3. O apoio às mães não é caridade
Na verdade, o Estado social deveria chamar-se Estado social de investimento, como defende Anthony Giddens, porque não deve limitar-se a ser uma rede mínima de proteção contra a pobreza ou a velhice, mas antes um poderoso mecanismo de investimento que não só ajuda as pessoas a não ficarem encurraladas como acaba por criar países mais competitivos e menos dependentes da assistência social. Explico-me: se eu for ao médico e ele me der uma aspirina em vez de me curar, eu voltarei ao hospital em piores condições e ficarei mais caro ao Estado. Ora bem, se o Estado não criar mecanismos para estimular a natalidade ou financiar os períodos de gravidez ou não criar infantários... tudo isso afetará a prazo as pensões: menos filhos, menos população ativa, menos descontos, rutura. Há outros efeitos. Por exemplo, se as mulheres decidirem, ainda assim, sacrificar a profissão para ter filhos (já que o Estado desinveste na rede de ajuda) isso aumenta o risco de pobreza das famílias em caso de desemprego do marido ou de divórcio.

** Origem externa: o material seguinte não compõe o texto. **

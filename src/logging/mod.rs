pub mod logger;

pub use logger::{init_logger, print_chat};
use anyhow::Result;
use std::path::{Path, PathBuf};
use tracing_appender::rolling::{RollingFileAppender, Rotation};
use tracing_subscriber::{fmt, layer::SubscriberExt, util::SubscriberInitExt, EnvFilter};

use crate::utils::remove_color_tags;

const LOG_FILE_NAME: &str = "decanter.log";

pub fn init_logger() -> Result<()> {
    let log_dir = get_log_dir();

    std::fs::create_dir_all(&log_dir)?;

    let file_appender = RollingFileAppender::new(Rotation::DAILY, &log_dir, LOG_FILE_NAME);

    let filter = EnvFilter::try_from_default_env()
        .unwrap_or_else(|_| EnvFilter::new("info"));

    // Console and file output
    tracing_subscriber::registry()
        .with(filter)
        .with(
            fmt::layer()
                .with_writer(std::io::stdout)
                .with_ansi(true)
                .with_target(false)
        )
        .with(
            fmt::layer()
                .with_writer(file_appender)
                .with_ansi(false)
                .with_target(true)
        )
        .init();

    tracing::info!("Logger initialized, writing to {:?}", log_dir.join(LOG_FILE_NAME));
    Ok(())
}

fn get_log_dir() -> PathBuf {
    // Logs go next to the executable
    match std::env::current_exe() {
        Ok(exe_path) => {
            exe_path.parent()
                .map(Path::to_path_buf)
                .unwrap_or_else(|| {
                    eprintln!("Warning: Could not get parent directory of executable, using current directory");
                    PathBuf::from(".")
                })
        }
        Err(e) => {
            eprintln!("Warning: Could not get executable path ({}), using current directory", e);
            PathBuf::from(".")
        }
    }
}

/// Show a game message to the player on the console
pub fn print_chat(message: &str) {
    let clean = remove_color_tags(message);
    tracing::info!("[Chat] {}", clean);
}
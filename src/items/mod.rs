pub mod definitions;
pub mod prices;

pub use definitions::{ItemDefinition, ItemDefinitionTable, ItemDefinitions};
pub use prices::{PriceLookup, PriceTable};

De novo, a lógica é a mesma: a poupança inicial transforma-se num custo muito, muito maior.
Ponto final: Cortar mal no Estado social pode sair mais caro.

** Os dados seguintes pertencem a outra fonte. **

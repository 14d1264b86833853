use super::types::Config;
use anyhow::{Context, Result};
use std::fs;
use std::path::{Path, PathBuf};
use tracing::info;

pub struct ConfigLoader {
    config_path: PathBuf,
}

impl ConfigLoader {
    pub fn new() -> Self {
        let config_path = Self::get_config_path();
        Self { config_path }
    }

    pub fn with_path(config_path: impl Into<PathBuf>) -> Self {
        Self {
            config_path: config_path.into(),
        }
    }

    fn get_config_path() -> PathBuf {
        // Config lives next to the executable
        let exe_path = std::env::current_exe()
            .unwrap_or_else(|_| PathBuf::from("."));

        let exe_dir = exe_path.parent()
            .unwrap_or_else(|| Path::new("."));

        exe_dir.join("config.toml")
    }

    pub fn path(&self) -> &Path {
        &self.config_path
    }

    pub fn load(&self) -> Result<Config> {
        if !self.config_path.exists() {
            info!("Config file not found, creating default config at {:?}", self.config_path);
            let config = Config::default();
            self.save(&config)?;
            return Ok(config);
        }

        let contents = fs::read_to_string(&self.config_path)
            .context("Failed to read config file")?;

        let config: Config = toml::from_str(&contents)
            .context("Failed to parse config file")?;

        info!("Loaded configuration from {:?}", self.config_path);
        Ok(config)
    }

    pub fn save(&self, config: &Config) -> Result<()> {
        if let Some(parent) = self.config_path.parent() {
            fs::create_dir_all(parent)
                .context("Failed to create config directory")?;
        }

        let toml_string = toml::to_string_pretty(config)
            .context("Failed to serialize config")?;

        fs::write(&self.config_path, toml_string)
            .context("Failed to write config file")?;

        info!("Saved configuration to {:?}", self.config_path);
        Ok(())
    }

    /// Resolve a path from the config relative to the config file's directory
    pub fn resolve(&self, path: &Path) -> PathBuf {
        if path.is_absolute() {
            return path.to_path_buf();
        }
        self.config_path
            .parent()
            .unwrap_or_else(|| Path::new("."))
            .join(path)
    }
}

impl Default for ConfigLoader {
    fn default() -> Self {
        Self::new()
    }
}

4. O debate aberto não é caridade
A forma inábil como Passos Coelho colocou a necessidade de reformar o Estado social tem um problema imediato: cria um bloqueio à mudança. O governo talvez ache que é o primeiro executivo do mundo a enfrentar este desafio, mas está enganado. A Europa assistiu nos últimos 30 anos a várias abordagens e tentativas. Convinha aprender alguma coisa com elas e ver, por exemplo, que Thatcher e até Reagan não conseguiram grandes coisas porque assustaram à partida os eleitores. O Estado social é bom, mas cria vícios e dependências. O status quo é poderoso e tem tendência a impor-se. Apesar do tempo perdido, há aqui uma oportunidade para reformar o sistema, mas isso passa por apresentar uma visão não apenas quantitativa (vamos cortar 4 mil milhões), mas qualitativa do problema (que não deixa de trazer poupança). A ideia deve ser racionalizar, não racionar. A ideia deve ser adaptar os mecanismos do Estado social à situação atual e ao que aí vem, promovendo novos princípios: mais concorrência entre fornecedores (e mais fiscalização) e mais responsabilização entre os destinatários das políticas sociais. O que está em causa é o equilíbrio deste contrato social que nos une, promove e defende. A velha receita tem problemas. O jornalista Bruno Faria Lopes citava ontem no i um estudo em que fica demonstrado que só 31% das pessoas que vivem em agregados familiares recebendo pensões mínimas são realmente pobres. Ou seja, há trabalho a fazer na perceção das ideias e das soluções. Fazer tábua rasa impede a mudança.
Ponto final: O governo assustou as pessoas. Não havia pior maneira de começar a reforma do Estado social.
5. Os jornais não precisam de caridade
As manifestações de jornalistas (como as da Lusa e do Público, recentemente) têm em mim um efeito melancólico. Não me fazem sentir mais forte ou mais acompanhado. Fazem-me sentir sozinho. Parece que faço parte de uma indústria a definhar. Foi a pensar nisso que fui a Madrid falar com Pedro J. Ramírez, diretor do El Mundo. Pedro J. foi meu publisher quando fui diretor do Diário Económico (que pertencia à Recoletos) e por isso sabia que não ia ouvir mais do mesmo. Saí do encontro mais otimista, embora não aos saltos. Não acho que venham aí facilidades, mas fiquei com a certeza de que há um caminho e que as dúvidas quanto ao modelo de negócio são muito menores do que se insiste em fazer crer. Resumo a ideia: a informação grátis na web tem os dias contados, o papel tem os dias contados, os tablets e smartphones (cada vez mais baratos e bons) são o novo paradigma e, nesse ambiente, pagar não é um delírio, faz parte das regras do jogo, embora com uma diferença - sem custos industriais e de distribuição, o negócio é sustentável. E mais: a essência dos jornais não é o papel; a essência é a qualidade da informação (leia a entrevista aqui).
Ponto final: Vem aí a época de ouro dos jornais, diz Ramírez.